(691d) Enzyme-Nanomaterial Interaction Studies With Application in in Situ Decontaminant Production
Enzyme-Nanomaterial Interaction Studies with Application in in situ Decontaminant Production
Alan S. Campbell, Chenbo Dong, Fanke Meng, Nianqiang Wu, Jonathan S. Dordick, Cerasela Zoica Dinu
Enzymes are currently used in industrial catalysis, biological fuel cell production and biosensing.
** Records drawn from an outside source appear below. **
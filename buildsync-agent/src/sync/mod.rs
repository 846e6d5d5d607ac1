//! Sync orchestration: the per-cycle state machine and the operations it sequences.

pub mod backup;
pub mod orchestrator;

pub use backup::BackupOutcome;
pub use orchestrator::{AddonDataOutcome, CycleReport, CycleStep, FavouritesOutcome, SyncOrchestrator};
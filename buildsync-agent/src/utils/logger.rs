//! Logging configuration using tracing.
//!
//! Logs go to stderr so command output on stdout stays clean for scripts.

use tracing_subscriber::{filter::Directive, layer::SubscriberExt, util::SubscriberInitExt, EnvFilter};

/// HTTP client internals that are chatty below `warn`.
const QUIET_TARGETS: &[&str] = &["hyper", "hyper_util", "reqwest", "rustls"];

/// Initialize logging with the specified level. `RUST_LOG` takes precedence.
pub fn init(level: &str) -> anyhow::Result<()> {
    let env = std::env::var(EnvFilter::DEFAULT_ENV).ok();

    tracing_subscriber::registry()
        .with(build_filter(level, env.as_deref()))
        .with(
            tracing_subscriber::fmt::layer()
                .with_target(false)
                .with_writer(std::io::stderr),
        )
        .try_init()?;

    Ok(())
}

/// `env` wins when it parses; otherwise `level`, then `info`. Quiet targets are capped at
/// `warn` unless the chosen filter names them.
fn build_filter(level: &str, env: Option<&str>) -> EnvFilter {
    let directives = env
        .map(str::trim)
        .filter(|s| !s.is_empty() && EnvFilter::try_new(s).is_ok())
        .unwrap_or(level);

    let mut filter = EnvFilter::try_new(directives).unwrap_or_else(|_| EnvFilter::new("info"));
    for target in QUIET_TARGETS {
        if directives.contains(target) {
            continue;
        }
        if let Ok(directive) = format!("{}=warn", target).parse::<Directive>() {
            filter = filter.add_directive(directive);
        }
    }
    filter
}
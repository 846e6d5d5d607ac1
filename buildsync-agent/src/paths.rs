//! Local locations the sync core reads and writes.

use crate::config::Config;
use crate::settings::BackupSettings;
use std::path::{Path, PathBuf};

pub const FAVOURITES_FILE: &str = "favourites.xml";
pub const ADDON_DATA_ARCHIVE: &str = "addon_data.zip";
const STATIC_FAVOURITES_DIR: &str = "Static Favourites";

#[derive(Debug, Clone, PartialEq, Eq)]
pub struct LocalPaths {
    /// Media-center home (`userdata/` and `addons/` live here)
    pub home: PathBuf,
    pub userdata: PathBuf,
    pub addons: PathBuf,
    pub temp: PathBuf,
    /// This agent's private data directory under `addon_data`
    pub addon_profile: PathBuf,
}

impl LocalPaths {
    pub fn new(home: &Path, addon_id: &str) -> Self {
        let userdata = home.join("userdata");
        Self {
            home: home.to_path_buf(),
            addons: home.join("addons"),
            temp: home.join("temp"),
            addon_profile: userdata.join("addon_data").join(addon_id),
            userdata,
        }
    }

    /// Apply the `[paths]` overrides from the configuration file.
    pub fn from_config(config: &Config) -> Self {
        let mut paths = Self::new(&config.home_dir(), &config.agent.addon_id);
        if let Some(userdata) = &config.paths.userdata {
            paths.addon_profile = userdata.join("addon_data").join(&config.agent.addon_id);
            paths.userdata = userdata.clone();
        }
        if let Some(temp) = &config.paths.temp {
            paths.temp = temp.clone();
        }
        paths
    }

    pub fn addon_data(&self) -> PathBuf {
        self.userdata.join("addon_data")
    }

    pub fn favourites(&self) -> PathBuf {
        self.userdata.join(FAVOURITES_FILE)
    }

    pub fn static_favourites_dir(&self, folder: &str) -> PathBuf {
        self.addon_profile.join(STATIC_FAVOURITES_DIR).join(folder)
    }

    pub fn static_favourites(&self, folder: &str) -> PathBuf {
        self.static_favourites_dir(folder).join(FAVOURITES_FILE)
    }

    /// Staging location of the addon-data archive.
    pub fn addon_data_archive(&self) -> PathBuf {
        self.userdata.join(ADDON_DATA_ARCHIVE)
    }

    /// Configured backup directory, else `<home>/backups`.
    pub fn backup_dir(&self, backup: &BackupSettings) -> PathBuf {
        match &backup.backup_path {
            Some(path) => PathBuf::from(path),
            None => self.home.join("backups"),
        }
    }

    /// Configured restore root, else home.
    pub fn restore_root(&self, backup: &BackupSettings) -> PathBuf {
        match &backup.restore_path {
            Some(path) => PathBuf::from(path),
            None => self.home.clone(),
        }
    }

    pub fn backup_upload_dir(&self) -> PathBuf {
        self.temp.join("backup_upload")
    }

    pub fn restore_download(&self) -> PathBuf {
        self.temp.join("restore_connection.zip")
    }

    /// Staging file for restores fetched over HTTP(S).
    pub fn url_download(&self) -> PathBuf {
        self.temp.join("restore_download.zip")
    }
}
//! Building full backups.

use super::manifest::{BackupManifest, MANIFEST_FILE_NAME};
use super::policy::is_allowed_entry;
use super::{entry_options, slash_path, ArchiveEntry, CancelCheck};
use crate::config::{BackupInclude, IncludeBase};
use crate::fs::walker::{walk_files, ExclusionRules};
use crate::paths::LocalPaths;
use crate::utils::errors::{Result, SyncError};
use chrono::{DateTime, Local};
use std::collections::HashSet;
use std::fs::{self, File};
use std::io::Write;
use std::path::{Path, PathBuf};
use tracing::{debug, error, info, warn};
use zip::ZipWriter;

/// Only files with this prefix are treated as backups.
pub const BACKUP_PREFIX: &str = "doku_backup_";

/// `doku_backup_DDMMYYYY_HHMM.zip`
pub fn backup_file_name(now: DateTime<Local>) -> String {
    format!("{}{}.zip", BACKUP_PREFIX, now.format("%d%m%Y_%H%M"))
}

/// Resolve the source set: the inclusion list (or the whole userdata tree) under `userdata/`,
/// followed by the addons tree under `addons/`.
pub fn collect_backup_entries(
    paths: &LocalPaths,
    includes: &[BackupInclude],
    include_addon_data: bool,
) -> Vec<ArchiveEntry> {
    let mut userdata_files: Vec<(PathBuf, String)> = Vec::new();

    if includes.is_empty() {
        for file in walk_files(&paths.userdata, &ExclusionRules::userdata(include_addon_data)) {
            userdata_files.push((file.path, slash_path(&file.relative_path)));
        }
    } else {
        for item in includes {
            collect_include(paths, item, &mut userdata_files);
        }
    }

    let mut seen = HashSet::new();
    let mut entries = Vec::new();
    let userdata = userdata_files
        .into_iter()
        .map(|(source, rel)| (source, format!("userdata/{}", rel)));
    let addons = walk_files(&paths.addons, &ExclusionRules::addons())
        .into_iter()
        .map(|file| (file.path, format!("addons/{}", slash_path(&file.relative_path))));

    for (source, archive_path) in userdata.chain(addons) {
        if seen.insert(archive_path.clone()) {
            entries.push(ArchiveEntry {
                source,
                archive_path,
            });
        }
    }
    entries
}

fn collect_include(paths: &LocalPaths, item: &BackupInclude, out: &mut Vec<(PathBuf, String)>) {
    let (base, prefix) = match item.base {
        IncludeBase::Userdata => (paths.userdata.clone(), ""),
        IncludeBase::AddonData => (paths.addon_data(), "addon_data/"),
    };

    if let Some(file) = &item.file {
        let rel = format!("{}{}", prefix, file.replace('\\', "/"));
        if !is_allowed_entry(&format!("userdata/{}", rel)) {
            warn!("Backup include {} leaves userdata, ignored", file);
            return;
        }
        let source = base.join(file);
        if source.is_file() {
            out.push((source, rel));
        } else {
            debug!("Backup include {} not found", source.display());
        }
    } else if let Some(folder) = &item.folder {
        let root = base.join(folder);
        for file in walk_files(&root, &ExclusionRules::userdata(true)) {
            let rel = match file.path.strip_prefix(&paths.userdata) {
                Ok(rel) => slash_path(rel),
                Err(_) => {
                    warn!("Backup include {} is outside userdata, ignored", file.path.display());
                    continue;
                }
            };
            if !is_allowed_entry(&format!("userdata/{}", rel)) {
                warn!("Backup include {} leaves userdata, ignored", file.path.display());
                continue;
            }
            out.push((file.path, rel));
        }
    }
}

/// Write a backup archive into `target_dir` and return its path.
///
/// `cancel` is polled before each entry; on cancellation or any archive error the partial file is
/// removed. Unreadable source files are skipped with an error log.
pub fn create_backup(
    entries: &[ArchiveEntry],
    target_dir: &Path,
    creator: &str,
    cancel: CancelCheck<'_>,
) -> Result<PathBuf> {
    if entries.is_empty() {
        return Err(SyncError::ConfigurationIncomplete(
            "nothing to back up".to_string(),
        ));
    }

    fs::create_dir_all(target_dir)?;
    let zip_path = target_dir.join(backup_file_name(Local::now()));

    match write_backup(&zip_path, entries, creator, cancel) {
        Ok(written) => {
            let size = fs::metadata(&zip_path).map(|m| m.len()).unwrap_or(0);
            info!(
                "Backup written to {} ({} of {} files, {} bytes)",
                zip_path.display(),
                written,
                entries.len(),
                size
            );
            Ok(zip_path)
        }
        Err(e) => {
            if let Err(rm_err) = fs::remove_file(&zip_path) {
                debug!("Could not remove partial backup {}: {}", zip_path.display(), rm_err);
            }
            Err(e)
        }
    }
}

fn write_backup(
    zip_path: &Path,
    entries: &[ArchiveEntry],
    creator: &str,
    cancel: CancelCheck<'_>,
) -> Result<usize> {
    let mut zip = ZipWriter::new(File::create(zip_path)?);
    let mut written = 0;

    for entry in entries {
        if cancel() {
            info!("Backup cancelled after {} files", written);
            return Err(SyncError::Cancelled);
        }

        // read fully first so an unreadable source never leaves a truncated entry behind
        let content = match fs::read(&entry.source) {
            Ok(content) => content,
            Err(e) => {
                error!("Skip {}: {}", entry.archive_path, e);
                continue;
            }
        };

        zip.start_file(entry.archive_path.as_str(), entry_options())?;
        zip.write_all(&content)?;
        written += 1;
    }

    zip.start_file(MANIFEST_FILE_NAME, entry_options())?;
    zip.write_all(BackupManifest::new(creator).to_json()?.as_bytes())?;
    zip.finish()?;
    Ok(written)
}
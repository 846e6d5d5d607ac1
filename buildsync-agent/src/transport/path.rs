//! Canonical remote paths.
//!
//! A remote path is the configured base path followed by sync components. Directory components
//! are lower-cased so the same layout matches on case-sensitive and case-insensitive servers; a
//! component containing a dot is treated as a file name and left untouched.

use crate::utils::errors::{Result, SyncError};
use std::fmt;

/// Top-level folder every sync artefact lives under.
pub const SYNC_ROOT_FOLDER: &str = "auto_fav_sync";

#[derive(Debug, Clone, PartialEq, Eq, Hash)]
pub struct RemotePath {
    segments: Vec<String>,
}

impl RemotePath {
    /// The configured base path, taken verbatim. Backslashes count as separators.
    pub fn base(base_path: &str) -> Self {
        let segments = base_path
            .split(['/', '\\'])
            .map(str::trim)
            .filter(|s| !s.is_empty())
            .map(str::to_string)
            .collect();
        Self { segments }
    }

    /// `<base>/auto_fav_sync`
    pub fn sync_root(base_path: &str) -> Self {
        let mut path = Self::base(base_path);
        path.segments.push(SYNC_ROOT_FOLDER.to_string());
        path
    }

    /// Append a component (which may itself contain `/`). Empty components, `.` and `..` are rejected.
    pub fn join(&self, component: &str) -> Result<Self> {
        let trimmed = component.trim().trim_matches('/');
        if trimmed.is_empty() {
            return Err(SyncError::InvalidRemotePath(format!(
                "empty component after {}",
                self
            )));
        }

        let mut segments = self.segments.clone();
        for segment in trimmed.split('/') {
            let segment = segment.trim();
            if segment.is_empty() || segment == "." || segment == ".." {
                return Err(SyncError::InvalidRemotePath(format!(
                    "invalid component '{}' in '{}'",
                    segment, component
                )));
            }
            segments.push(canonical_segment(segment));
        }

        Ok(Self { segments })
    }

    pub fn segments(&self) -> &[String] {
        &self.segments
    }

    pub fn is_root(&self) -> bool {
        self.segments.is_empty()
    }

    /// Last component, if any.
    pub fn file_name(&self) -> Option<&str> {
        self.segments.last().map(String::as_str)
    }

    /// Every ancestor from the top down, ending with `self`.
    pub fn ancestors_top_down(&self) -> impl Iterator<Item = RemotePath> + '_ {
        (1..=self.segments.len()).map(|n| RemotePath {
            segments: self.segments[..n].to_vec(),
        })
    }

    /// `/a/b/c`
    pub fn as_absolute(&self) -> String {
        format!("/{}", self.segments.join("/"))
    }

    /// `a/b/c`
    pub fn as_relative(&self) -> String {
        self.segments.join("/")
    }
}

impl fmt::Display for RemotePath {
    fn fmt(&self, f: &mut fmt::Formatter<'_>) -> fmt::Result {
        f.write_str(&self.as_absolute())
    }
}

fn canonical_segment(segment: &str) -> String {
    if segment.contains('.') {
        segment.to_string()
    } else {
        segment.to_lowercase()
    }
}
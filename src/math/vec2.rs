use std::ops::{Index, IndexMut};

#[derive(Clone, Copy, Debug, PartialEq)]
pub struct Vec2 {
    pub x: f32,
    pub y: f32,
}

impl Vec2 {
    pub const ZERO: Self = Self { x: 0.0, y: 0.0 };

    pub const fn new(x: f32, y: f32) -> Self {
        Self { x, y }
    }
}

impl Index<usize> for Vec2 {
    type Output = f32;

    fn index(&self, index: usize) -> &Self::Output {
        match index {
            0 => &self.x,
            1 => &self.y,
            _ => panic!("Vec2 index out of range: {index}"),
        }
    }
}

impl IndexMut<usize> for Vec2 {
    fn index_mut(&mut self, index: usize) -> &mut Self::Output {
        match index {
            0 => &mut self.x,
            1 => &mut self.y,
            _ => panic!("Vec2 index out of range: {index}"),
        }
    }
}
use std::ops::{Add, Div, Index, IndexMut, Mul, Neg, Sub};

#[derive(Clone, Copy, Debug, Default, PartialEq)]
pub struct Vec3 {
    pub x: f32,
    pub y: f32,
    pub z: f32,
}

impl Vec3 {
    pub const ZERO: Self = Self {
        x: 0.0,
        y: 0.0,
        z: 0.0,
    };
    pub const BACK: Self = Self {
        x: 0.0,
        y: 0.0,
        z: -1.0,
    };

    pub const fn new(x: f32, y: f32, z: f32) -> Self {
        Self { x, y, z }
    }

    pub fn magnitude(&self) -> f32 {
        (self.x.powi(2) + self.y.powi(2) + self.z.powi(2)).sqrt()
    }

    /// Divides by the magnitude.
    ///
    /// A zero vector produces NaN components; use [`Vec3::try_normalize`]
    /// when the input may be degenerate.
    pub fn normalize(&self) -> Self {
        let magnitude = self.magnitude();
        Self {
            x: self.x / magnitude,
            y: self.y / magnitude,
            z: self.z / magnitude,
        }
    }

    /// Like [`Vec3::normalize`], but returns `None` for a zero-length vector.
    pub fn try_normalize(&self) -> Option<Self> {
        let magnitude = self.magnitude();
        if magnitude > 0.0 && magnitude.is_finite() {
            Some(*self / magnitude)
        } else {
            None
        }
    }

    pub fn dot(&self, other: Self) -> f32 {
        self.x * other.x + self.y * other.y + self.z * other.z
    }

    /// Returns the cross product of two vectors.
    /// The resulting vector is perpendicular to both input vectors.
    pub fn cross(&self, other: Self) -> Self {
        Self {
            x: self.y * other.z - self.z * other.y,
            y: self.z * other.x - self.x * other.z,
            z: self.x * other.y - self.y * other.x,
        }
    }
}

impl Index<usize> for Vec3 {
    type Output = f32;

    fn index(&self, index: usize) -> &Self::Output {
        match index {
            0 => &self.x,
            1 => &self.y,
            2 => &self.z,
            _ => panic!("Vec3 index out of range: {index}"),
        }
    }
}

impl IndexMut<usize> for Vec3 {
    fn index_mut(&mut self, index: usize) -> &mut Self::Output {
        match index {
            0 => &mut self.x,
            1 => &mut self.y,
            2 => &mut self.z,
            _ => panic!("Vec3 index out of range: {index}"),
        }
    }
}

/// Component-wise addition of two vectors.
impl Add<Vec3> for Vec3 {
    type Output = Vec3;

    fn add(self, rhs: Vec3) -> Self::Output {
        Self {
            x: self.x + rhs.x,
            y: self.y + rhs.y,
            z: self.z + rhs.z,
        }
    }
}

/// Component-wise subtraction of two vectors.
impl Sub<Vec3> for Vec3 {
    type Output = Vec3;

    fn sub(self, rhs: Vec3) -> Self::Output {
        Self {
            x: self.x - rhs.x,
            y: self.y - rhs.y,
            z: self.z - rhs.z,
        }
    }
}

/// Scalar multiplication of a vector.
impl Mul<f32> for Vec3 {
    type Output = Vec3;

    fn mul(self, rhs: f32) -> Self::Output {
        Self {
            x: self.x * rhs,
            y: self.y * rhs,
            z: self.z * rhs,
        }
    }
}

/// Scalar division of a vector.
impl Div<f32> for Vec3 {
    type Output = Vec3;

    fn div(self, rhs: f32) -> Self::Output {
        Self {
            x: self.x / rhs,
            y: self.y / rhs,
            z: self.z / rhs,
        }
    }
}

impl Neg for Vec3 {
    type Output = Vec3;

    fn neg(self) -> Self::Output {
        Self {
            x: -self.x,
            y: -self.y,
            z: -self.z,
        }
    }
}

#[cfg(test)]
mod tests {
    use super::*;
    use approx::assert_relative_eq;

    #[test]
    fn cross_of_axes_is_third_axis() {
        let x = Vec3::new(1.0, 0.0, 0.0);
        let y = Vec3::new(0.0, 1.0, 0.0);
        assert_eq!(x.cross(y), Vec3::new(0.0, 0.0, 1.0));
        assert_eq!(y.cross(x), Vec3::BACK);
    }

    #[test]
    fn dot_of_perpendicular_is_zero() {
        assert_eq!(Vec3::new(1.0, 2.0, 0.0).dot(Vec3::new(-2.0, 1.0, 5.0)), 0.0);
    }

    #[test]
    fn normalize_gives_unit_length() {
        let n = Vec3::new(3.0, 4.0, 12.0).normalize();
        assert_relative_eq!(n.magnitude(), 1.0, epsilon = 1e-6);
        assert_relative_eq!(n.x, 3.0 / 13.0, epsilon = 1e-6);
    }

    #[test]
    fn normalize_zero_is_nan_but_try_normalize_guards() {
        assert!(Vec3::ZERO.normalize().x.is_nan());
        assert_eq!(Vec3::ZERO.try_normalize(), None);
    }

    #[test]
    fn index_matches_fields() {
        let mut v = Vec3::new(1.0, 2.0, 3.0);
        v[2] = 9.0;
        assert_eq!([v[0], v[1], v[2]], [1.0, 2.0, 9.0]);
    }
}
Their high selectivity, specificity and biocompatibility relative to their chemical counterparts recently made enzymes the “green” constituents of coatings with antifouling and decontamination properties. However, before such applications are implemented in large-scale settings, the operational stability and retention of enzymes activities in such coatings needs to be addressed. Herein, an in depth study of the interactions between enzymes and nanomaterials is presented. This systematic study is accomplished using enzymes with varying properties (i.e. size and surface chemistry) and nanosupports with differing characteristics (i.e. surface curvature, charge and aspect-ratio), as well as multiple immobilization techniques (i.e. physical, covalent, or covalent through a linker to bring the enzyme away from the nanosupport). The research will highlight the importance of rational design of the nanomaterial-biological molecule hybrids and the need for control of the bio-nano-interface for achieving most advantageous immobilization conditions that allow high retention of the enzyme structure and functionality. The knowledge gained from this study can further be used to optimize enzyme-nanomaterial interactions in order to maintain finest levels of enzyme activity while enhancing stability and retention upon immobilization. This research can be used for creating the next generation of self-sustainable decontamination coatings and biosensors with improved specificity and efficiency.